Segment Start: Input data
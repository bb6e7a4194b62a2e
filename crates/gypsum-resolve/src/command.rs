//! Running `<!(...)` command substitutions.

use std::cell::RefCell;
use std::collections::HashMap;
use std::process::{Command, Stdio};
use std::rc::Rc;

use tracing::{debug, warn};

use crate::condition::Expr;
use crate::errors::{GypError, GypResult};

/// How a substitution asked for its command to be run.
#[derive(Debug, Clone, PartialEq, Eq, Hash)]
pub enum CommandLine {
    /// Handed to `sh -c`.
    Shell(String),
    /// Executed directly, without a shell.
    Argv(Vec<String>),
}

impl CommandLine {
    pub fn display(&self) -> String {
        match self {
            CommandLine::Shell(cmd) => cmd.clone(),
            CommandLine::Argv(argv) => argv.join(" "),
        }
    }
}

/// Memoized work for the duration of one resolution run.
#[derive(Default)]
pub struct RunCache {
    commands: RefCell<HashMap<(CommandLine, Option<String>), String>>,
    pub(crate) conditions: RefCell<HashMap<String, Rc<Expr>>>,
}

impl RunCache {
    /// Run `command` in `cwd` (the current directory when `None`) and return its standard output
    /// with trailing whitespace removed. Identical commands in the same directory run once.
    pub fn run(
        &self,
        command: &CommandLine,
        cwd: Option<&str>,
        build_file: &str,
    ) -> GypResult<String> {
        let key = (command.clone(), cwd.map(String::from));
        if let Some(cached) = self.commands.borrow().get(&key) {
            debug!(command = %command.display(), "Using cached command output");
            return Ok(cached.clone());
        }

        debug!(command = %command.display(), cwd = ?cwd, "Executing command");
        let mut process = match command {
            CommandLine::Shell(cmd) => {
                let mut c = Command::new("sh");
                c.arg("-c").arg(cmd);
                c
            }
            CommandLine::Argv(argv) => {
                let Some((program, args)) = argv.split_first() else {
                    return Err(GypError::Invalid(format!(
                        "Empty command array while in {build_file}"
                    ))
                    .into());
                };
                let mut c = Command::new(program);
                c.args(args);
                c
            }
        };
        if let Some(cwd) = cwd {
            process.current_dir(cwd);
        }

        let output = process
            .stdin(Stdio::null())
            .output()
            .map_err(|source| GypError::CommandSpawn {
                command: command.display(),
                build_file: build_file.to_string(),
                source,
            })?;

        let stderr = String::from_utf8_lossy(&output.stderr).into_owned();
        if !stderr.is_empty() {
            warn!(command = %command.display(), "{}", stderr.trim_end());
        }

        if !output.status.success() || !stderr.is_empty() {
            return Err(GypError::CommandFailed {
                command: command.display(),
                build_file: build_file.to_string(),
                status: output.status.code().unwrap_or(-1),
                stderr,
            }
            .into());
        }

        let stdout = String::from_utf8_lossy(&output.stdout).trim_end().to_string();
        self.commands.borrow_mut().insert(key, stdout.clone());
        Ok(stdout)
    }
}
Segment End: Input data
Description of the task >> Go through the entries above and copy each line holding the string "Some".

Task output >>
        if let Some(cached) = self.commands.borrow().get(&key) {
                let Some((program, args)) = argv.split_first() else {
        if let Some(cwd) = cwd {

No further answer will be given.